The `content_hash` is used to verify that a file has been uploaded correctly. This hash should match the hash of the file generated locally. The algorithm for doing so can be found [in Dropbox's documentation](https://www.dropbox.com/developers/reference/content-hash). **We will not do this hashing for this project.**

The `rev` (stands for **revision**) is generated each time the file is changed on Dropbox. By storing a copy of the `rev` and comparing it to the `rev` from Dropbox, we can easily know whether there have been any changes to the file on Dropbox.

To carry out step 3, therefore, we need to store the `rev` locally and compare it to the one returned from Dropbox.

The one-way sync algorithm with rev is as follows:

1. If there are any entries in `db_entries` that are not in `local_entries`, delete them.
2. If there are any entries in `local_entries` that are not in `db_entries`:
    - If the entry is a file, upload it **and store the `rev`**.
    - If the entry is a directory, create it.
3. If there are any entries that are both in `db_entries` and `local_entries`:
    - If the entries are files, compare **their `rev`s** to see if they have changed.
    - If the entries are directories, ignore them.

Implement the syncing algorithm. You may have to edit your code from **Task 3.2** to store the `rev` in `local_entries`.

It is recommended that you initialise any `rev`s for local file entries to `None` rather than `0` or `False`, to avoid invisible errors.

In [None]:
# Delete entries from db_entries that are not in local_entries
# Upload files from local_entries that are not in db_entries
# For files in both local_entries and db_entries, compare their revs,
# upload the file if the rev is different



## 5 Store the results to a file

The next time we sync the folder contents again, we will need to know the previous `rev`s for each file.

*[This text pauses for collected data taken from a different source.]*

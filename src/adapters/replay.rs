//! Replays recorded client events into the in-memory adapters.
//!
//! Input is newline-delimited JSON, one `{"command": ..., "data": ...}`
//! payload per line. Sync batches are folded into the chat store before
//! they are published, so hydration sees the same state a live client
//! would have.

use std::path::Path;
use std::sync::Arc;

use thiserror::Error;
use tokio::fs::File;
use tokio::io::{AsyncBufRead, AsyncBufReadExt, BufReader};

use crate::adapters::memory::{InMemoryChatStore, InMemorySyncSource};
use crate::domain::sync::{ClientEvent, RawClientEvent};

/// Replay failures. Malformed lines are skipped, not reported here.
#[derive(Debug, Error)]
pub enum ReplayError {
    #[error("Failed to read replay input: {0}")]
    Io(#[from] std::io::Error),
}

/// Outcome of one replay run.
#[derive(Debug, Clone, Copy, Default, PartialEq, Eq)]
pub struct ReplayStats {
    pub published: usize,
    pub sync_batches: usize,
    pub skipped: usize,
}

/// Feeds recorded client events into a store and sync source.
pub struct ReplayFeed {
    store: Arc<InMemoryChatStore>,
    source: Arc<InMemorySyncSource>,
}

impl ReplayFeed {
    pub fn new(store: Arc<InMemoryChatStore>, source: Arc<InMemorySyncSource>) -> Self {
        Self { store, source }
    }

    /// Replays an NDJSON file.
    pub async fn replay_file(&self, path: impl AsRef<Path>) -> Result<ReplayStats, ReplayError> {
        let path = path.as_ref();
        let file = File::open(path).await?;
        tracing::info!(path = %path.display(), "Replaying client events");
        self.replay(BufReader::new(file)).await
    }

    /// Replays NDJSON lines from `reader` until EOF.
    pub async fn replay<R>(&self, reader: R) -> Result<ReplayStats, ReplayError>
    where
        R: AsyncBufRead + Unpin,
    {
        let mut stats = ReplayStats::default();
        let mut lines = reader.lines();
        let mut line_no = 0usize;

        while let Some(line) = lines.next_line().await? {
            line_no += 1;
            let line = line.trim();
            if line.is_empty() {
                continue;
            }

            let event = match serde_json::from_str::<RawClientEvent>(line)
                .and_then(ClientEvent::try_from)
            {
                Ok(event) => event,
                Err(e) => {
                    tracing::warn!(line = line_no, error = %e, "Skipping malformed client event");
                    stats.skipped += 1;
                    continue;
                }
            };

            if let Some(batch) = event.as_sync_batch() {
                self.store.apply_batch(batch);
                stats.sync_batches += 1;
            }
            self.source.publish(event);
            stats.published += 1;
        }

        tracing::info!(
            published = stats.published,
            sync_batches = stats.sync_batches,
            skipped = stats.skipped,
            "Replay finished"
        );
        Ok(stats)
    }
}
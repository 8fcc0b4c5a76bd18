//! Matrix event types and relation types the bridge reacts to.

pub const MESSAGE: &str = "m.room.message";
pub const STICKER: &str = "m.sticker";
pub const REACTION: &str = "m.reaction";
pub const REDACTION: &str = "m.room.redaction";

pub const MEMBER: &str = "m.room.member";
pub const ROOM_NAME: &str = "m.room.name";
pub const ROOM_AVATAR: &str = "m.room.avatar";
pub const TOPIC: &str = "m.room.topic";

/// Relation type of an edit.
pub const REL_REPLACE: &str = "m.replace";

/// Event types rendered as messages on the wire.
pub fn is_message_like(event_type: &str) -> bool {
    matches!(event_type, MESSAGE | STICKER | REACTION)
}

/// State event types that change how a chat is presented.
pub fn is_chat_state(event_type: &str) -> bool {
    matches!(event_type, MEMBER | ROOM_NAME | ROOM_AVATAR | TOPIC)
}
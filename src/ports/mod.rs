//! Ports - Interfaces for external dependencies.
//!
//! Following hexagonal architecture, ports define the contracts between
//! the domain and the outside world. Adapters implement these ports.
//!
//! ## Chat Client Ports
//!
//! - `SyncSource` - Subscription to the chat client's event stream
//! - `ChatReader` - Read-only room, event, member and reaction queries
//!
//! ## Hydration Ports
//!
//! - `MessageLookup` - Message IDs to wire messages, consumed by the hub

mod chat_reader;
mod message_lookup;
mod sync_source;

pub use chat_reader::{ChatReader, ChatReaderError, Room};
pub use message_lookup::MessageLookup;
pub use sync_source::{SyncCallback, SyncSource, SyncSourceError, SyncSubscription};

That means we need to store them somewhere ... the easiest and most straightforward way is probably as a CSV file.

Write a function, `export_csv()`, that will write `local_entries` and their `rev`s (where necessary) to a CSV file.

You should decide an appropriate format to store the entries and their `rev`s before writing your code.

In [None]:
# Export local_entries to a CSV file

def export_csv(filename,entries):
    '''Store (current) local_entries with rev and mtime to CSV.'''
    # Write your code here

The next time you sync the files, you wouldn’t want to generate the `local_entries` from scratch: there wouldn't be any `rev`s to check!

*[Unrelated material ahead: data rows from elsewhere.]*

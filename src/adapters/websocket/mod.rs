//! WebSocket adapters for realtime chat events.
//!
//! This module pushes domain events derived from the chat client's sync
//! stream to subscribed WebSocket clients.
//!
//! # Architecture
//!
//! ```text
//! ┌─────────────────────────────────────────────────────────────────────┐
//! │                          SyncSource                                  │
//! │   InMemorySyncSource (test, replay) │ chat client (production)      │
//! └─────────────────────────────────────────────────────────────────────┘
//!                                     │
//!                                     │ sync batches
//!                                     ▼
//! ┌─────────────────────────────────────────────────────────────────────┐
//! │                          EventHub                                    │
//! │   - Bounded queue, single dispatch task, keepalive pings            │
//! │   - SyncBatch → DomainEvent, hydration, duplicate suppression       │
//! └─────────────────────────────────────────────────────────────────────┘
//!                                     │
//!                                     │ per-connection writes
//!                                     ▼
//! ┌─────────────────────────────────────────────────────────────────────┐
//! │                      ConnectionRegistry                              │
//! │   conn-a: ["*"]        conn-b: ["!r1"]        conn-c: []            │
//! └─────────────────────────────────────────────────────────────────────┘
//! ```
//!
//! # Components
//!
//! - [`messages`] - WebSocket message protocol types and command parsing
//! - [`registry`] - Live connections and their subscriptions
//! - [`dedup`] - Fingerprint cache for duplicate suppression
//! - [`hub`] - Event fan-out
//! - [`sink`] - Outbound transport abstraction
//! - [`handler`] - Axum WebSocket upgrade handler

pub mod dedup;
pub mod handler;
pub mod hub;
pub mod messages;
pub mod registry;
pub mod sink;

pub use dedup::{DedupSettings, DuplicateSuppressor};
pub use handler::{websocket_router, ws_handler, WebSocketState, DEFAULT_MAX_MESSAGE_BYTES};
pub use hub::{EventHub, HubError, HubSettings, HubStats};
pub use messages::{
    parse_command, CommandRejection, DomainEventMessage, ErrorMessage, ServerMessage,
    SetSubscriptions, PROTOCOL_VERSION,
};
pub use registry::{ClientConnection, ConnectionRegistry, WriteError};
pub use sink::{ClientSink, SinkError};
//! Timestamp value object for immutable points in time.

use chrono::{DateTime, SecondsFormat, TimeZone, Utc};
use serde::{Deserialize, Serialize};

/// Immutable point in time, always UTC.
#[derive(Debug, Clone, Copy, PartialEq, Eq, PartialOrd, Ord, Serialize, Deserialize)]
#[serde(transparent)]
pub struct Timestamp(DateTime<Utc>);

impl Timestamp {
    /// Creates a timestamp for the current moment.
    pub fn now() -> Self {
        Self(Utc::now())
    }

    /// Creates a timestamp from a DateTime<Utc>.
    pub fn from_datetime(dt: DateTime<Utc>) -> Self {
        Self(dt)
    }

    /// Creates a timestamp from Unix milliseconds.
    ///
    /// Out-of-range values clamp to the Unix epoch.
    pub fn from_unix_millis(millis: i64) -> Self {
        Self(Utc.timestamp_millis_opt(millis).single().unwrap_or_default())
    }

    /// Returns the inner DateTime.
    pub fn as_datetime(&self) -> &DateTime<Utc> {
        &self.0
    }

    /// Returns the timestamp as Unix milliseconds.
    pub fn as_unix_millis(&self) -> i64 {
        self.0.timestamp_millis()
    }

    /// Formats as RFC 3339 with second precision (`2024-01-15T10:30:00Z`).
    pub fn to_rfc3339(&self) -> String {
        self.0.to_rfc3339_opts(SecondsFormat::Secs, true)
    }
}

impl Default for Timestamp {
    fn default() -> Self {
        Self::now()
    }
}

#[cfg(test)]
mod tests {
    use super::*;
    use chrono::Datelike;

    #[test]
    fn timestamp_now_creates_current_time() {
        let before = Utc::now();
        let ts = Timestamp::now();
        let after = Utc::now();

        assert!(ts.as_datetime() >= &before);
        assert!(ts.as_datetime() <= &after);
    }

    #[test]
    fn timestamp_from_unix_millis_roundtrips() {
        let ts = Timestamp::from_unix_millis(1_705_276_800_123);
        assert_eq!(ts.as_unix_millis(), 1_705_276_800_123);
        assert_eq!(ts.as_datetime().year(), 2024);
    }

    #[test]
    fn timestamp_formats_rfc3339_in_utc() {
        let ts = Timestamp::from_unix_millis(1_705_314_600_000);
        assert_eq!(ts.to_rfc3339(), "2024-01-15T10:30:00Z");
    }

    #[test]
    fn timestamp_out_of_range_millis_falls_back_to_epoch() {
        let ts = Timestamp::from_unix_millis(i64::MAX);
        assert_eq!(ts.as_unix_millis(), 0);
    }
}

You would have to load it from the CSV file created previously.

But you would also need to check it against the **most current** file/directory listing to see if anything has changed. But how would we do that, since `os.listdir()` doesn't generate `rev`s for us to check?

Whenever a file is modified, the operating system updates its **modified date/time**. You can get the **modified date/time** for a file using `os.path.getmtime()`.

Hmm, deeper and deeper ... now we have to store an attribute for the **modified date/time**, `mtime`, so that we can check it against the latest listing.

Write a function, `import_csv()`, that will read `local_entries`, their`rev`s, and their `mtimes` from a CSV file. You will also need to update your code from Task 5.1 to export the `mtime`s for each file.

In [None]:
# Import local_entries from a CSV file

def import_csv(filename):
    '''Read in (previous) local_entries, rev, and mtime from CSV.'''
    # Write your code here

Update your earlier code for generating and saving `local_entries`. It must read `local_entries` from `'local_entries.csv'` first. Then it must compare the `mtime` of files in `local_entries` to the current file & directory listing.
  - Where the `mtime` is the same, do nothing
  - If the `mtime` is different, set the `rev` to `None` so that it will be uploaded to Dropbox

# 6 Put it all together

Now that you have all the pieces written, see if you can work out the logic of the program. What should happen first, and what should happen next? Feel free to move the cells around and edit them so that it makes more sense to you.

Put them in the right order, and you should have a program that successfully copies your JupyterHub home directory to Dropbox. You can run the entire script by going to `Kernel` → `Restart and Run All`.